Yonquis


"Así como el amor se mueve con una mecánica similar a la del mar, como decía el poeta nicaragüense Martinez Rivas, así también se mueven los escritores y un día aparecen y luego desaparecen y luego, quién sabe, vuelven a aparecer. Y si no vuelven a aparecer tampoco importa tanto porque ellos, de alguna manera secreta, ya son nosotros" (Roberto Bolaño, A la intemperie)
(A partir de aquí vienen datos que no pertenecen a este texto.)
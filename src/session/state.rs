//! Connection state machine
//!
//! Mirrors the peer connection's lifecycle as reported by the engine.
//! The engine pushes new states from its own thread; the session only ever
//! reads the mirrored value, never the engine's internal state.
//!
//! ```text
//! New ──► Connecting ──► Connected
//!  │          │   ▲          │
//!  │          ▼   │          ▼
//!  │      Disconnected ◄─────┘
//!  │
//!  └──────────► Failed / Closed   (reachable from any state)
//! ```

use std::fmt;
use std::sync::atomic::{AtomicU8, Ordering};
use std::sync::Arc;
use std::time::{Duration, Instant};

use tokio_util::sync::CancellationToken;

use crate::error::{Error, EstablishmentError, Result};

/// Interval between polls of the mirrored state while waiting to connect
pub const POLL_INTERVAL: Duration = Duration::from_millis(1);

/// Peer connection lifecycle state
#[derive(Debug, Clone, Copy, PartialEq, Eq, Hash)]
#[repr(u8)]
pub enum ConnectionState {
    /// Created, negotiation not started
    New = 0,
    /// ICE/DTLS in progress
    Connecting = 1,
    /// Media can flow
    Connected = 2,
    /// Transport lost, engine may still recover
    Disconnected = 3,
    /// Terminal failure
    Failed = 4,
    /// Closed locally or remotely
    Closed = 5,
}

impl ConnectionState {
    fn from_u8(value: u8) -> Self {
        match value {
            0 => ConnectionState::New,
            1 => ConnectionState::Connecting,
            2 => ConnectionState::Connected,
            3 => ConnectionState::Disconnected,
            4 => ConnectionState::Failed,
            _ => ConnectionState::Closed,
        }
    }

    /// State name used in logs
    pub fn name(&self) -> &'static str {
        match self {
            ConnectionState::New => "New",
            ConnectionState::Connecting => "Connecting",
            ConnectionState::Connected => "Connected",
            ConnectionState::Disconnected => "Disconnected",
            ConnectionState::Failed => "Failed",
            ConnectionState::Closed => "Closed",
        }
    }

    /// Check if no further transition can lead to `Connected`
    pub fn is_terminal(&self) -> bool {
        matches!(self, ConnectionState::Failed | ConnectionState::Closed)
    }
}

impl fmt::Display for ConnectionState {
    fn fmt(&self, f: &mut fmt::Formatter<'_>) -> fmt::Result {
        f.write_str(self.name())
    }
}

/// Mirrored connection state shared with the engine's callback
///
/// A single atomic byte, so readers never observe a torn value.
#[derive(Debug, Clone)]
pub struct SharedState {
    inner: Arc<AtomicU8>,
}

impl SharedState {
    /// Create a mirror starting in `New`
    pub fn new() -> Self {
        Self {
            inner: Arc::new(AtomicU8::new(ConnectionState::New as u8)),
        }
    }

    /// Current mirrored state
    pub fn get(&self) -> ConnectionState {
        ConnectionState::from_u8(self.inner.load(Ordering::Acquire))
    }

    /// Store a new state, returning the previous one
    pub fn set(&self, state: ConnectionState) -> ConnectionState {
        ConnectionState::from_u8(self.inner.swap(state as u8, Ordering::AcqRel))
    }

    pub fn is_connected(&self) -> bool {
        self.get() == ConnectionState::Connected
    }

    /// Build the notification callback handed to the engine.
    ///
    /// The callback only records the new state and returns.
    pub fn callback(&self) -> impl Fn(ConnectionState) + Send + Sync + 'static {
        let state = self.clone();
        move |next| {
            let prev = state.set(next);
            tracing::debug!(from = %prev, to = %next, "Connection state changed");
        }
    }

    /// Wait until the mirrored state becomes `Connected`.
    ///
    /// Fails immediately on `Failed` or `Closed`, on cancellation, or once
    /// `timeout` has elapsed since the wait began. There is no retry.
    pub async fn wait_connected(
        &self,
        timeout: Duration,
        cancel: &CancellationToken,
    ) -> Result<()> {
        let deadline = Instant::now() + timeout;

        loop {
            match self.get() {
                ConnectionState::Connected => return Ok(()),
                ConnectionState::Failed => return Err(EstablishmentError::Failed.into()),
                ConnectionState::Closed => return Err(EstablishmentError::Closed.into()),
                _ => {}
            }

            if cancel.is_cancelled() {
                return Err(Error::Cancelled);
            }
            if Instant::now() > deadline {
                return Err(EstablishmentError::TimedOut(timeout).into());
            }

            tracing::trace!(state = %self.get(), "Waiting for peer connection to open");
            tokio::time::sleep(POLL_INTERVAL).await;
        }
    }
}

impl Default for SharedState {
    fn default() -> Self {
        Self::new()
    }
}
En la intermitencia, en la inconstancia, en el balbuceo, en la duda hay una poética. Aparecer de repente una mañana preparada para el juicio final. Puede ser cualquier escollera, un acantilado o la terraza del edificio del cartel de Havanna. Y un yo que quiere decir Yo por única y última vez. Eso, sentir la necesidad de acabarse en una sola acción y para siempre. Como eyacular, un instante de goce extremo, saltar al vació y ser llenado por el aterrizaje forzoso. Pero después volver al otro día, como cualquier escritor / escritora del barrio Rivadavia. Todas esas veces que asesinamos a nuestro “yo poético”, y solamente para revivirlo al instante y seguir estrellándolo contra la próxima aventura en verso. El escritor también eyacula sobre su historia, se suicida en ella, y sale a flote al otro día porque sigue el impulso, hay que volver a escribir. Todos renacidos de la noche a la mañana, después de pasar las cuarentaiocho horas en observación, o los tres días necesarios para resucitar a la vieja usanza. ¿Pero qué pasa cuando todo lo que está alrededor es lo que muere? Pues se trata de respirar en el aire del apocalipsis, una especialidad de la profesión. Un William Burroughs cualquiera buscando la jeringa con la droga suficiente como para seguir trasladándose entre distintos suburbios, que son siempre los mismos. Podría ser uno solo. Podríamos estar junto a Bill y Pat con una cantidad sideral de heroína, paseando en un auto robado, por el barrio gitano, por Jara al fondo a la derecha y mucho más allá, como internándonos en un espacio sideral reservado solo para yonquis, para verdaderos poetas calamitosos, esos que deberían ser olvidados ayer. Y seguir rumbo al choque final, encontrar en el horizonte esos mismos cuerpos, los nuestros:

-          Hey Pat, ¿sabes a dónde nos estás llevando?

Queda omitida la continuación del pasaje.